--- Required work ---
The lines to be set down run from the line containing "mutation that matters" through the final line of the data below; print them exactly and print nothing else.

Stored dataset items:
- - - -

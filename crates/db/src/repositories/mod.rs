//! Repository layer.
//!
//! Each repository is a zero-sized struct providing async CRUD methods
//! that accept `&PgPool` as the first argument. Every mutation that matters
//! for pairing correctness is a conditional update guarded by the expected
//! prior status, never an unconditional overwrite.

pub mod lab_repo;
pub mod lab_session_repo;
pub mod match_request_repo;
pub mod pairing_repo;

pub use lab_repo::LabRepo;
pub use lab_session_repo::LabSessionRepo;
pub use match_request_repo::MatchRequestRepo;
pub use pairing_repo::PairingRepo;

- - - -

--- Response to this exercise ---
//! that accept `&PgPool` as the first argument. Every mutation that matters
//! for pairing correctness is a conditional update guarded by the expected
//! prior status, never an unconditional overwrite.

pub mod lab_repo;
pub mod lab_session_repo;
pub mod match_request_repo;
pub mod pairing_repo;

pub use lab_repo::LabRepo;
pub use lab_session_repo::LabSessionRepo;
pub use match_request_repo::MatchRequestRepo;
pub use pairing_repo::PairingRepo;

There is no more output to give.